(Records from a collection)
■ ■ ■ ■ ■
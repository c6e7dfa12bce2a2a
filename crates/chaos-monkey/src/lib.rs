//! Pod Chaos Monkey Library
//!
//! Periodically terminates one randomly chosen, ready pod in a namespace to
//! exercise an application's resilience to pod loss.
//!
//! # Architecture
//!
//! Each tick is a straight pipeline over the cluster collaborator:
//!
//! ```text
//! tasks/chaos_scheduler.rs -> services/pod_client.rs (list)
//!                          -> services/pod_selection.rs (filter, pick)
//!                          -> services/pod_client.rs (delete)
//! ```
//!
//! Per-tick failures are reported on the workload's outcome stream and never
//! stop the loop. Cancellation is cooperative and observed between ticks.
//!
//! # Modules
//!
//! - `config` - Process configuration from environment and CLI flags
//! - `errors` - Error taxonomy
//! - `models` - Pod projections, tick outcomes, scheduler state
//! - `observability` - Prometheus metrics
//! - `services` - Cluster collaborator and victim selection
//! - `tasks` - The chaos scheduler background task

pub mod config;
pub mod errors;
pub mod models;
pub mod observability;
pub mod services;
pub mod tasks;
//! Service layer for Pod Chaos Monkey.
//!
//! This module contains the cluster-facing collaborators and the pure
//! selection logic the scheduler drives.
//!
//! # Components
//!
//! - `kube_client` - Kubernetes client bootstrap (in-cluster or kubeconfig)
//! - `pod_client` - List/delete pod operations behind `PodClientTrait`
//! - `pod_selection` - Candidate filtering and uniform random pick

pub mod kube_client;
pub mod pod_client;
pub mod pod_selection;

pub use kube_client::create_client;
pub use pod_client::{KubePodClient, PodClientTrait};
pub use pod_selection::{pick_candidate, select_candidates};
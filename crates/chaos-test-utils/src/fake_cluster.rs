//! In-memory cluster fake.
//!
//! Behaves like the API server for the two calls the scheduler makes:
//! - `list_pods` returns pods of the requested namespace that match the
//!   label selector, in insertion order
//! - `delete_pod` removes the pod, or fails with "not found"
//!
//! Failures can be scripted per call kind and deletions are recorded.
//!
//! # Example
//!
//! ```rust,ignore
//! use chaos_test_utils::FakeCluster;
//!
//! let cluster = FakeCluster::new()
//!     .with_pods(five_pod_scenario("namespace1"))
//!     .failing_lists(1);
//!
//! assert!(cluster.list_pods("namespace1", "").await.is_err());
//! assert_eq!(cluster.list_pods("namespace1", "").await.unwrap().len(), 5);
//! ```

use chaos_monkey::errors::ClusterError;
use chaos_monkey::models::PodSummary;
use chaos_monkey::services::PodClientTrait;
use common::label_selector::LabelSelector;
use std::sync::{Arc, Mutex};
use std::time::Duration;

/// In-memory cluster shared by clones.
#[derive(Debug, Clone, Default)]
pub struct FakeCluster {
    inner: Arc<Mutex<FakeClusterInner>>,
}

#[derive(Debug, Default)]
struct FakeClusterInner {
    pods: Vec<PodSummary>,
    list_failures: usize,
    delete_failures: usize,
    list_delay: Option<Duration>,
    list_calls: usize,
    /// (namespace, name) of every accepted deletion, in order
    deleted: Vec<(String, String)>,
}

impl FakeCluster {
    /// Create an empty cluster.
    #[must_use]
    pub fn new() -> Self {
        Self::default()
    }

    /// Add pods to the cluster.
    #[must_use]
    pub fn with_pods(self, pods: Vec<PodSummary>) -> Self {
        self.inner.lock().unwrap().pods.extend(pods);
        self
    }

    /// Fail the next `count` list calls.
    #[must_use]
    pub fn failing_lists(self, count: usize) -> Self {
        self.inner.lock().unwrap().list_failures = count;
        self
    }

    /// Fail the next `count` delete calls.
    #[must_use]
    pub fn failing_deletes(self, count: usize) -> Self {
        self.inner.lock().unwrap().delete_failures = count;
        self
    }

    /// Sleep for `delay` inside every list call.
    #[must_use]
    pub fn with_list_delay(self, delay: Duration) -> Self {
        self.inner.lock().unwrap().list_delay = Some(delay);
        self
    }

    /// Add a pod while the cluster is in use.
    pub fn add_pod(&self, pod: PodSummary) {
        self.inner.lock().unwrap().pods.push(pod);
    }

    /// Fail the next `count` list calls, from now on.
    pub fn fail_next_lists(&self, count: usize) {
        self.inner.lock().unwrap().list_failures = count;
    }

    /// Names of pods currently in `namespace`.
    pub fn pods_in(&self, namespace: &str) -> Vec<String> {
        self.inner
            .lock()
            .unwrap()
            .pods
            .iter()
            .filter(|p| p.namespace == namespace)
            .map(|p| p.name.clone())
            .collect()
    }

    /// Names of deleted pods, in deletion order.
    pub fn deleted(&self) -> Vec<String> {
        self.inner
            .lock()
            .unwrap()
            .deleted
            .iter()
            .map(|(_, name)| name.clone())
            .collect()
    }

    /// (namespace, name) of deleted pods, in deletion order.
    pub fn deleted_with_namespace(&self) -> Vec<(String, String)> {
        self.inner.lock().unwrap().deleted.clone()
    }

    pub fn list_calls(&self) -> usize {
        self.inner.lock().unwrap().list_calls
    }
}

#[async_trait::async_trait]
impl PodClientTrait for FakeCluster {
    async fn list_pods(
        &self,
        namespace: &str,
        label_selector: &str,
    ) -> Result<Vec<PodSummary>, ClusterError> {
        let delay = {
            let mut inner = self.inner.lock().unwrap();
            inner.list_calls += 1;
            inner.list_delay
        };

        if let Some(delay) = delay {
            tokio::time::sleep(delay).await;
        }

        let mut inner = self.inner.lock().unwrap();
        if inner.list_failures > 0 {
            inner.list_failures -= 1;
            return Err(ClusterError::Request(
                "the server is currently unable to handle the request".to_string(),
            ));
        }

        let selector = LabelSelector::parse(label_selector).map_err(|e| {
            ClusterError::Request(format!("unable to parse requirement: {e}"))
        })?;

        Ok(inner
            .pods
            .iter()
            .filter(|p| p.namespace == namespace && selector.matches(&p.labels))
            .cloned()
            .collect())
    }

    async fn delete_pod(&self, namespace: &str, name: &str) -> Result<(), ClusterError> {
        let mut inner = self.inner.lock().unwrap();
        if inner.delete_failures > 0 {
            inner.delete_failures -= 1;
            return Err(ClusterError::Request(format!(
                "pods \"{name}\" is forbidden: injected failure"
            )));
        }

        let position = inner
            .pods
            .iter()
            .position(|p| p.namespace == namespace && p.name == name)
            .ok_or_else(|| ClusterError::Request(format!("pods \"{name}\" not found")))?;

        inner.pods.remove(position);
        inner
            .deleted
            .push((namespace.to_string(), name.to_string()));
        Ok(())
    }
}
■ ■ ■ ■ ■
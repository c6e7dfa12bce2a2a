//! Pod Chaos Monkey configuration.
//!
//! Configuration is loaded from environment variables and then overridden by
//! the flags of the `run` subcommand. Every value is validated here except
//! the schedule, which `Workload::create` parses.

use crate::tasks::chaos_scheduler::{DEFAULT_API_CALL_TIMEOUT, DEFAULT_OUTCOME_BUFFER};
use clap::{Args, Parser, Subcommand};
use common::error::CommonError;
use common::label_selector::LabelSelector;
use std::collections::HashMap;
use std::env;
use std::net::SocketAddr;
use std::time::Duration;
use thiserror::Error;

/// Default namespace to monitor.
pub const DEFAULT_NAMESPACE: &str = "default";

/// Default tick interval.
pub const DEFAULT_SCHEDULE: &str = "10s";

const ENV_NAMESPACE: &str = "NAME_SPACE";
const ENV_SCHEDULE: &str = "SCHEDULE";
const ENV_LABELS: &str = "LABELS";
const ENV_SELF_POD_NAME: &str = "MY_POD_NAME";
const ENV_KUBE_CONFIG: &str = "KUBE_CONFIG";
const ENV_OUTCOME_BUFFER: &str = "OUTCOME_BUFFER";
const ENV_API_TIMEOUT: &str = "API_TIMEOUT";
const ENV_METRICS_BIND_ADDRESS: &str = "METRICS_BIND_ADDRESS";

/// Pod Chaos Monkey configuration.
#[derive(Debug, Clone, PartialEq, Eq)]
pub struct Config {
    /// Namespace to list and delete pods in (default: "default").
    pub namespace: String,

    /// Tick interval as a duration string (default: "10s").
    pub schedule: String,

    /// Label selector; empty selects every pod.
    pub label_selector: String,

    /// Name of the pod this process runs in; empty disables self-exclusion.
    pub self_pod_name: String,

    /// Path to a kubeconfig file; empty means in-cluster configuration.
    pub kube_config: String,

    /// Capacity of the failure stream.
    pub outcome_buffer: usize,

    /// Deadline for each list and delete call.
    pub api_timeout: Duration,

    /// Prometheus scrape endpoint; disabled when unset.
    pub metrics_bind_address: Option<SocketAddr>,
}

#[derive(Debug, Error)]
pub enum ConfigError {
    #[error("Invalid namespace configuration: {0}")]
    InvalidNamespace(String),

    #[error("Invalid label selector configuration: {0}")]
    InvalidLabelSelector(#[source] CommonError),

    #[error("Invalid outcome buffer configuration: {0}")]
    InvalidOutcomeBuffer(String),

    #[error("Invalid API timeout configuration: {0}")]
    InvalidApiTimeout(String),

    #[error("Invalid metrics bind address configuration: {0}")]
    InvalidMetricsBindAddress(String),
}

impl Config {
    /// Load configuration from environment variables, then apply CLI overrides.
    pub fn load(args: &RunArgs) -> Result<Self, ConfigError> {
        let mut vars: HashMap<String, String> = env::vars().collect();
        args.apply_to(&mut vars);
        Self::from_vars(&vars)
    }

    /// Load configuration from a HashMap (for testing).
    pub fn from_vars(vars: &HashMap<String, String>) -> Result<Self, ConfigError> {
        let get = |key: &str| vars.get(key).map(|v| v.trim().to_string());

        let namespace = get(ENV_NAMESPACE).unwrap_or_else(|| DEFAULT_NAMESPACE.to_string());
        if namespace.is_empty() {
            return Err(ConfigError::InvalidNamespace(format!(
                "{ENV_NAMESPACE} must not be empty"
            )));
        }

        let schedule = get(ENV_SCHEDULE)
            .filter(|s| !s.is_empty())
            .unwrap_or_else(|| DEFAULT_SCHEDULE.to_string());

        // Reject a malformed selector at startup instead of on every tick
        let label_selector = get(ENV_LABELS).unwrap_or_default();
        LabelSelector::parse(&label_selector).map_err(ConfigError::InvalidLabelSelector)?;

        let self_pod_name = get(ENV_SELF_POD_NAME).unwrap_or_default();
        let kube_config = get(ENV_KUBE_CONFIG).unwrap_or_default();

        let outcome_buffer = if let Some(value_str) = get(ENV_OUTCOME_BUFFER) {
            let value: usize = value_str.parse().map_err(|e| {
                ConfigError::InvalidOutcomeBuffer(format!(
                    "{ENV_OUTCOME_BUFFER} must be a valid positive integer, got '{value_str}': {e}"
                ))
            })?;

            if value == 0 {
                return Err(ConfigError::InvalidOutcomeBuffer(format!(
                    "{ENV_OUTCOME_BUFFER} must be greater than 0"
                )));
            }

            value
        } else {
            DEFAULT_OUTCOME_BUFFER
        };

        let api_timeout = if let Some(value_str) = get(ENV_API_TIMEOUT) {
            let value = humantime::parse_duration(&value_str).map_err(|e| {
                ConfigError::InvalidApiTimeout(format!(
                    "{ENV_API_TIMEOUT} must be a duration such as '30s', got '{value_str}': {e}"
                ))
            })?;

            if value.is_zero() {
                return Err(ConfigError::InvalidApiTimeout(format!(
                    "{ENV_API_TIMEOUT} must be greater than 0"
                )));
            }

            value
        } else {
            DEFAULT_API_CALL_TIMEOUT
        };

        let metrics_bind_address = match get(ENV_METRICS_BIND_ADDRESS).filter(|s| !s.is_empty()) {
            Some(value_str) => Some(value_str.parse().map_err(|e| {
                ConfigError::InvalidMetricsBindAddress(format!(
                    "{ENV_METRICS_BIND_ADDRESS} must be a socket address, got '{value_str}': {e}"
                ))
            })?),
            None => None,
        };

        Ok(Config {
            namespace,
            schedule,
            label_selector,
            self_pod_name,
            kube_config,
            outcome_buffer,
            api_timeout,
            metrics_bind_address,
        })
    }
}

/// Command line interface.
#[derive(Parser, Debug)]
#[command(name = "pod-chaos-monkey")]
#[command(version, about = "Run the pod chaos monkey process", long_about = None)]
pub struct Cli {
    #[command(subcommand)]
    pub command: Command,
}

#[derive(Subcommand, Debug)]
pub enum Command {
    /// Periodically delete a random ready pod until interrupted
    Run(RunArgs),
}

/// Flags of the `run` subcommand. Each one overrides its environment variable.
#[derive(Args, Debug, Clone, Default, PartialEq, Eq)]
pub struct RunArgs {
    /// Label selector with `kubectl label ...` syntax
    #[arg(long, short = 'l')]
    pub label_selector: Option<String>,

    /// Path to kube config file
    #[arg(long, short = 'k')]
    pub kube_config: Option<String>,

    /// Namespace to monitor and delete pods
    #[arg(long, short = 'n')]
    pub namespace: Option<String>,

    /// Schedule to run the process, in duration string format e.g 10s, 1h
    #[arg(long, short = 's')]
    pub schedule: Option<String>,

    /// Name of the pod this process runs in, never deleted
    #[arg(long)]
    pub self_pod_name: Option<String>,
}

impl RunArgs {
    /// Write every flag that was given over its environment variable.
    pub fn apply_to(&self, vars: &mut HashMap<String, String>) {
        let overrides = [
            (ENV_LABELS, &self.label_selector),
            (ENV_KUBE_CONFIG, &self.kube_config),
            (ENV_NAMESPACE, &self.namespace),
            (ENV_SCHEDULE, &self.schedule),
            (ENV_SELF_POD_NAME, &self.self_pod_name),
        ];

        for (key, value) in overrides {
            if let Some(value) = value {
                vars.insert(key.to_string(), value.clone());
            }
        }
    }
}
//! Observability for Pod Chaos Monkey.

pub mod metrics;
■ ■ ■ ■ ■
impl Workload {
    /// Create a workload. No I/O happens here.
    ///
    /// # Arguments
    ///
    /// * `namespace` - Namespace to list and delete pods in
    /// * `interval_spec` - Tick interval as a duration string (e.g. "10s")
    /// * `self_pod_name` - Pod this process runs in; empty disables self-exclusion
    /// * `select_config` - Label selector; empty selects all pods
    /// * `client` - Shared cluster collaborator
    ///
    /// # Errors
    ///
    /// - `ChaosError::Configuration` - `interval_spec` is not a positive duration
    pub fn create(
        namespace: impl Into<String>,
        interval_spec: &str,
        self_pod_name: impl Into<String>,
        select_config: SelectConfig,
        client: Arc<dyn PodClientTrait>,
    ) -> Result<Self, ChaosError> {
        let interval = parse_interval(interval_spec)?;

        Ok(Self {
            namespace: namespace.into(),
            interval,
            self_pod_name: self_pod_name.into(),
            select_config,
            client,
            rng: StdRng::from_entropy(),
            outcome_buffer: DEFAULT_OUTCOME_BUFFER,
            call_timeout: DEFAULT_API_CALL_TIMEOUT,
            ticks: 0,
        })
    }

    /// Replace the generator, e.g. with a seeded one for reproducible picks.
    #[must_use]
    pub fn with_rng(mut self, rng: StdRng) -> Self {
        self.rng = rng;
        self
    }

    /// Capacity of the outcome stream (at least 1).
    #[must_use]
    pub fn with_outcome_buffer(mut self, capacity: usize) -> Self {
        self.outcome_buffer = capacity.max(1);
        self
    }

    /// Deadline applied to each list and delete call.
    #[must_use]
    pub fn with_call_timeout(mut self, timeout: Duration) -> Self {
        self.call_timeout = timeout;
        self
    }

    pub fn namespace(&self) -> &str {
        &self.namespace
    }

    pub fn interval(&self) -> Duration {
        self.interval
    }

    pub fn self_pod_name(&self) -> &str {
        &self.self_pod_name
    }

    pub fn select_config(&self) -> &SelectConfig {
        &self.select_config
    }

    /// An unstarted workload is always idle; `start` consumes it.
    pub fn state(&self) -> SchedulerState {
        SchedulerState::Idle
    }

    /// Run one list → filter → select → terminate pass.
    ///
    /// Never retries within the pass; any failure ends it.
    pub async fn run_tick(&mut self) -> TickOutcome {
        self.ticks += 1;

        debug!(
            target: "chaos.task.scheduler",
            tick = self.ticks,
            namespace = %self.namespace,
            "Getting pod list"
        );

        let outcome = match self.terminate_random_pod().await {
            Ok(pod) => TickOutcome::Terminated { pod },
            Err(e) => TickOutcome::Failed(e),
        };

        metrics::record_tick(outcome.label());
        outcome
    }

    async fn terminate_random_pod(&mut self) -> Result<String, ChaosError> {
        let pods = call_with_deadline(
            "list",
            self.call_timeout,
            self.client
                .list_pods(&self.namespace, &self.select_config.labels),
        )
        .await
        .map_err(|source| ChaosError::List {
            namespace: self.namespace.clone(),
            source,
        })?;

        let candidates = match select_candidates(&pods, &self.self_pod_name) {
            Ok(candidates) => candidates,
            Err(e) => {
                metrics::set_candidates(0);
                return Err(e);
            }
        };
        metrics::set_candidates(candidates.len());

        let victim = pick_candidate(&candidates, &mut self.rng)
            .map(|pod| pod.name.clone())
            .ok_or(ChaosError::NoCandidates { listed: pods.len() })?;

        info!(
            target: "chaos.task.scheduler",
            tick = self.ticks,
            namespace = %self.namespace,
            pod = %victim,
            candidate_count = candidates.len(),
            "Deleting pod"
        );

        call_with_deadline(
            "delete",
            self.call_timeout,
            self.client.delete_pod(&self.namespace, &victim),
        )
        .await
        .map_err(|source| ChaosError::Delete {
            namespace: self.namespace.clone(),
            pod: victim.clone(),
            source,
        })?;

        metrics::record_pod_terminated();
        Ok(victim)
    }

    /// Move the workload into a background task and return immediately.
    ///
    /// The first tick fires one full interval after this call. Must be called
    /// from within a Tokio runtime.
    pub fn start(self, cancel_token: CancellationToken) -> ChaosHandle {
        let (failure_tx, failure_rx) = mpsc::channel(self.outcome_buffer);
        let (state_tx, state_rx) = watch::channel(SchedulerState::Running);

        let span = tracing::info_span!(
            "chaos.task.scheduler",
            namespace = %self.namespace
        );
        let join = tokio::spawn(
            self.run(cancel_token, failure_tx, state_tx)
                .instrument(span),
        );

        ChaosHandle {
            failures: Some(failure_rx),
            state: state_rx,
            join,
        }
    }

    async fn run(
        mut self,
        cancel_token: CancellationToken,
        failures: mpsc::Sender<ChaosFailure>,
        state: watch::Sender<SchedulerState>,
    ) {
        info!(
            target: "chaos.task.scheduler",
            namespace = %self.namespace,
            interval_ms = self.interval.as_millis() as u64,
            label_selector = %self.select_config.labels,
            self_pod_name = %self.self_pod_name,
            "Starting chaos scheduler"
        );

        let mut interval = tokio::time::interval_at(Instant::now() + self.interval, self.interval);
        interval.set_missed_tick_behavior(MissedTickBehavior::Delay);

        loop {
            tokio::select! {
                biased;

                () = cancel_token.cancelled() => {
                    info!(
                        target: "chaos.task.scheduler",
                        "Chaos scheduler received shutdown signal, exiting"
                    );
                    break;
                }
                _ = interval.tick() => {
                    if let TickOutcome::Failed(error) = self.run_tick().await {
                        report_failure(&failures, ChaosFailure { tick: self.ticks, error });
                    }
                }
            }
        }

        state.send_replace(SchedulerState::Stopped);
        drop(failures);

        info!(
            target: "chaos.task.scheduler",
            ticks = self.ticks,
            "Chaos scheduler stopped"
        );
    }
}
■ ■ ■ ■ ■
Lines with the word "kubeconfig" in them should be copied from the preceding records.

RESPONSE TO THIS TASK =>
//! - `kube_client` - Kubernetes client bootstrap (in-cluster or kubeconfig)
    /// Path to a kubeconfig file; empty means in-cluster configuration.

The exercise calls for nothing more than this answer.